A lithographic apparatus is a machine that applies a desired pattern onto a target portion of a substrate. Lithographic apparatus can be used, for example, in the manufacture of integrated circuits (ICs). In that circumstance, a patterning device, such as a mask, may be used to generate a circuit pattern corresponding to an individual layer of the IC, and this pattern can be imaged onto a target portion (e.g. including part of, one or several dies) on a substrate (e.g. a silicon wafer) that has a layer of radiation-sensitive material (resist). In general, a single substrate will contain a network of adjacent target portions that are successively exposed. Known lithographic apparatus include so-called steppers, in which each target portion is irradiated by exposing an entire pattern onto the target portion in one go, and so-called scanners, in which each target portion is irradiated by scanning the pattern through the projection beam in a given direction (the “scanning”-direction) while synchronously scanning the substrate parallel or anti-parallel to this direction.
In a lithographic apparatus using very short wavelength exposure radiation, e.g. EUV in the range of 5 to 20 nm, the beam path should be kept at a high vacuum or a low pressure, e.g. 10−3 mbar, of Argon, as the transmission of air at standard atmospheric pressure at such wavelengths is very low. To prevent particles from settling onto the mask, a so-called electrostatic pellicle that includes a grid of wires at a high voltage, e.g. 1000V, relative to the mask has been proposed. The electrostatic pellicle attracts particles, especially ions, approaching the mask, and prevents them settling thereon. A similar arrangement has been proposed to protect the mirrors in the illumination and projection system from damage and is disclosed in EP-1 182 510-A, as well as unpublished European Patent Applications Nos. 02079329.5 and 02079864.1, the contents of which are all incorporated herein by reference.

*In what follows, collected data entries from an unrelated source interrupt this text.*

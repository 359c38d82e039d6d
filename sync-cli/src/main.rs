//! # fleetsync
//!
//! Operator CLI for the fleetsync offline-first sync engine.
//!
//! ## Commands
//!
//! - `init`: Write a default config and create the database
//! - `status`: Show queue counts and connectivity
//! - `queue`: List queue entries
//! - `write`: Optimistic local write (create, update, upsert, delete)
//! - `sync`: Drain the queue once against the remote
//! - `watch`: Run the sync loop until interrupted
//! - `pull`: Network-first read of a collection
//! - `purge`: Delete FAILED entries or the whole queue
//! - `resubmit`: Put a FAILED entry back in line
//!
//! ## Example
//!
//! ```bash
//! # Create fleetsync.toml and fleetsync.db
//! fleetsync init
//!
//! # Record a mission while offline
//! fleetsync --offline write create missions '{"id":"m-1","status":"PLANNED"}'
//!
//! # Push it once the network is back
//! fleetsync sync
//! fleetsync status
//! ```

use anyhow::Result;
use clap::{Parser, Subcommand};
use std::path::PathBuf;
use tracing_subscriber::{layer::SubscriberExt, util::SubscriberInitExt};

mod app;
mod commands;
mod config;

use app::App;
use commands::{init, pull, purge, queue, resubmit, status, sync, watch, write};

/// Operator CLI for the fleetsync offline-first sync engine.
#[derive(Parser, Debug)]
#[command(name = "fleetsync")]
#[command(version, about, long_about = None)]
struct Cli {
    /// Configuration file
    #[arg(long, short, global = true, default_value = "fleetsync.toml")]
    config: PathBuf,

    /// Treat the remote as unreachable (writes only queue, reads use the cache)
    #[arg(long, global = true)]
    offline: bool,

    /// Debug logging (overridden by RUST_LOG)
    #[arg(long, short, global = true)]
    verbose: bool,

    #[command(subcommand)]
    command: Commands,
}

#[derive(Subcommand, Debug)]
enum Commands {
    /// Write a default config and create the database
    Init {
        /// Database file to create (default: fleetsync.db)
        #[arg(long)]
        database: Option<PathBuf>,

        /// Remote REST endpoint
        #[arg(long)]
        base_url: Option<String>,

        /// Overwrite an existing config file
        #[arg(long)]
        force: bool,
    },

    /// Show queue counts and connectivity
    Status,

    /// List queue entries
    Queue {
        /// Only FAILED entries
        #[arg(long)]
        failed: bool,
    },

    /// Optimistic local write + enqueue
    Write {
        #[command(subcommand)]
        op: WriteCommand,
    },

    /// Drain the queue once against the remote
    Sync,

    /// Run the sync loop until Ctrl-C
    Watch,

    /// Network-first read of a collection
    Pull {
        /// Collection name
        collection: String,
    },

    /// Delete FAILED entries or the whole queue (irreversible)
    Purge {
        /// Delete FAILED entries
        #[arg(long, conflicts_with = "all", required_unless_present = "all")]
        failed: bool,

        /// Delete every entry, including unsynced work
        #[arg(long, conflicts_with = "failed")]
        all: bool,

        /// Confirm the irreversible deletion
        #[arg(long)]
        yes: bool,
    },

    /// Put a FAILED entry back to PENDING with a fresh retry budget
    Resubmit {
        /// Queue sequence number
        sequence: u64,
    },
}

#[derive(Subcommand, Debug)]
enum WriteCommand {
    /// Create a record (JSON object with an "id"; a UUID is generated if absent)
    Create { collection: String, json: String },
    /// Replace a record's fields by id
    Update { collection: String, json: String },
    /// Insert or merge on the collection's conflict key
    Upsert { collection: String, json: String },
    /// Delete a record by id
    Delete { collection: String, id: String },
}

#[tokio::main]
async fn main() -> Result<()> {
    let cli = Cli::parse();

    let default_filter = if cli.verbose {
        "fleetsync=debug"
    } else {
        "fleetsync=info"
    };
    tracing_subscriber::registry()
        .with(
            tracing_subscriber::EnvFilter::try_from_default_env()
                .unwrap_or_else(|_| default_filter.into()),
        )
        .with(tracing_subscriber::fmt::layer().with_writer(std::io::stderr))
        .init();

    match cli.command {
        Commands::Init {
            database,
            base_url,
            force,
        } => init::run(&cli.config, database, base_url, force).await,
        command => {
            let app = App::open(&cli.config, cli.offline).await?;
            dispatch(&app, command).await
        }
    }
}

async fn dispatch(app: &App, command: Commands) -> Result<()> {
    match command {
        Commands::Init { .. } => Ok(()),
        Commands::Status => status::run(app).await,
        Commands::Queue { failed } => queue::run(app, failed).await,
        Commands::Write { op } => match op {
            WriteCommand::Create { collection, json } => {
                write::run(app, write::Kind::Create, &collection, &json).await
            }
            WriteCommand::Update { collection, json } => {
                write::run(app, write::Kind::Update, &collection, &json).await
            }
            WriteCommand::Upsert { collection, json } => {
                write::run(app, write::Kind::Upsert, &collection, &json).await
            }
            WriteCommand::Delete { collection, id } => write::delete(app, &collection, &id).await,
        },
        Commands::Sync => sync::run(app).await,
        Commands::Watch => watch::run(app).await,
        Commands::Pull { collection } => pull::run(app, &collection).await,
        Commands::Purge { all, yes, .. } => purge::run(app, all, yes).await,
        Commands::Resubmit { sequence } => resubmit::run(app, sequence).await,
    }
}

With any high voltage system, there is a risk of breakdown, especially during periods when the pressure in the system is rising or falling. As shown in FIG. 2 of the accompanying drawings, which shows breakdown potential difference vs. the product of pressure and distance (P.d), the breakdown voltage is high at low and high values of P.d, but has a minimum at about 1 mb.cm. The value of the minimum depends on what current flow is considered to be a breakdown, but for present purposes may be considered to be about 300V. Thus there is a risk of breakdown during pump down or when the system is returning to atmospheric pressure if high voltage systems, such as the electrostatic pellicle, are still operating. While these systems can normally be switched off during planned pressure changes, given the expense of masks and mirrors in a lithographic apparatus, it is desirable to provide protection to prevent damage that might be caused by a breakdown during an unplanned pressure change, such as one caused by a valve or software failure.